Challenges in developing atomic-level processes
There will be challenges in developing atomic-level processes used in scaling, such as atomic layer depositions (ALD) and atomic layer etches, notes Verkest. “These classes of processes are both required to handle the scaled dimensions at the 5nm and 3nm nodes, and also the 3D nature of the scaled technologies – and here we are talking about logic and memories,” Verkest says. “With respect to depositions, we would need to develop thermal ALD processes (not plasma-based) that enable accurate and conformal depositions in non-line-of-sight structures.” Adhesion and wetting, smoothness, and throughput would also need to be addressed. “Longer term, these processes need to facilitate selectivity and self-alignment to address gap-fill challenges in highly scaled structures,” he says. Other concerns he notes with respect to atomic layer etches are selectivity to various materials, and fidelity requirements that increase the requirements for metrology accuracy. “Throughput is also a concern.”

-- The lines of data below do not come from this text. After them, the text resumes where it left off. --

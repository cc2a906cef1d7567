use anyhow::Result;
use colored::Colorize;
use coordinator::{CursorStore, Database};

use crate::CursorCommand;

pub async fn cursor(db: &Database, command: CursorCommand) -> Result<()> {
    match command {
        CursorCommand::Get { job, key } => {
            match CursorStore::for_job(db.kv(), &job).get(&key).await? {
                Some(value) => println!("{value}"),
                None => println!("{}", "unset".dimmed()),
            }
        }
        CursorCommand::Set { job, key, value } => {
            CursorStore::for_job(db.kv(), &job).set(&key, &value).await?;
            println!("{} {job}/{key} = {value}", "set".green());
        }
        CursorCommand::Clear { job, key } => {
            if CursorStore::for_job(db.kv(), &job).delete(&key).await? {
                println!("{} {job}/{key}", "cleared".green());
            } else {
                println!("{}", "unset".dimmed());
            }
        }
    }
    Ok(())
}
//! The contract between a worker and the job it runs.

use std::future::Future;
use std::sync::Arc;

use anyhow::Result;
use async_trait::async_trait;

/// What an executor knows about the run it is part of.
#[derive(Debug, Clone)]
pub struct WorkerContext {
    name: Arc<str>,
    job_id: String,
}

impl WorkerContext {
    pub(crate) fn new(name: Arc<str>, job_id: String) -> Self {
        Self { name, job_id }
    }

    /// Name of the worker running this job.
    pub fn name(&self) -> &str {
        &self.name
    }

    /// Bucket id (tracked workers) or unique run id.
    pub fn job_id(&self) -> &str {
        &self.job_id
    }
}

/// The body of a recurring job.
///
/// A worker never runs its executor concurrently with itself. Errors are
/// recorded as a failed run and retried on the next tick.
#[async_trait]
pub trait Executor: Send + Sync {
    async fn execute(&self, ctx: &WorkerContext) -> Result<()>;
}

/// Adapter turning an async closure into an [`Executor`].
pub struct FnExecutor<F>(F);

#[async_trait]
impl<F, Fut> Executor for FnExecutor<F>
where
    F: Fn(WorkerContext) -> Fut + Send + Sync + 'static,
    Fut: Future<Output = Result<()>> + Send + 'static,
{
    async fn execute(&self, ctx: &WorkerContext) -> Result<()> {
        (self.0)(ctx.clone()).await
    }
}

/// Build an executor from an async closure.
///
/// ```ignore
/// let exec = executor_fn(|ctx| async move {
///     tracing::info!(job_id = %ctx.job_id(), "syncing");
///     Ok(())
/// });
/// ```
pub fn executor_fn<F, Fut>(f: F) -> Arc<dyn Executor>
where
    F: Fn(WorkerContext) -> Fut + Send + Sync + 'static,
    Fut: Future<Output = Result<()>> + Send + 'static,
{
    Arc::new(FnExecutor(f))
}
//! Time source used by workers, trackers and queues.

use std::fmt::Debug;
use std::time::Duration;

use async_trait::async_trait;
use chrono::{DateTime, Utc};

/// Wall clock plus sleep.
///
/// Workers never call `Utc::now()` or `tokio::time::sleep` directly so that
/// tests can swap in [`ManualClock`](crate::testing::ManualClock).
#[async_trait]
pub trait Clock: Send + Sync + Debug {
    fn now(&self) -> DateTime<Utc>;

    async fn sleep(&self, duration: Duration);
}

/// Real time.
#[derive(Debug, Clone, Copy, Default)]
pub struct SystemClock;

#[async_trait]
impl Clock for SystemClock {
    fn now(&self) -> DateTime<Utc> {
        Utc::now()
    }

    async fn sleep(&self, duration: Duration) {
        tokio::time::sleep(duration).await;
    }
}

/// Whether `duration` has elapsed since `since`.
pub fn has_duration_passed_since(clock: &dyn Clock, since: DateTime<Utc>, duration: Duration) -> bool {
    match chrono::Duration::from_std(duration) {
        Ok(duration) => clock.now() - since >= duration,
        Err(_) => false,
    }
}
use anyhow::Result;
use colored::Colorize;
use coordinator::{key_pair, lock_name, Database};

use crate::LockCommand;

pub async fn lock(db: &Database, command: LockCommand) -> Result<()> {
    match command {
        LockCommand::Probe { names } => {
            let names: Vec<&str> = names.iter().map(String::as_str).collect();
            let (a, b) = key_pair(&names);
            let mut lock = db.advisory_lock(&names).await?;

            let free = lock.try_acquire().await;
            lock.release_all().await;

            if let Some(err) = lock.err() {
                return Err(anyhow::anyhow!("probe failed: {err}"));
            }

            let state = if free { "free".green() } else { "held".yellow().bold() };
            println!("{} ({a}, {b}) {state}", lock_name(&names));
        }
    }
    Ok(())
}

Bu believes that a new device architecture beyond FinFET is required to provide a full technology node scaling benefit (i.e., density, power and performance) at 5nm and 3nm. “Beyond 3nm, we may need to continue the transistor scaling in the vertical direction and start to stack them together,” Bu says. He also cites the need for parasitic R/C reduction in the interconnect to take advantage of the intrinsic transistor benefit at the circuit and chip levels. “We see a lot of opportunity in atomic-level processes, especially in atomic layer etch and selective material deposition, to address these challenges in the transistor and the interconnect.”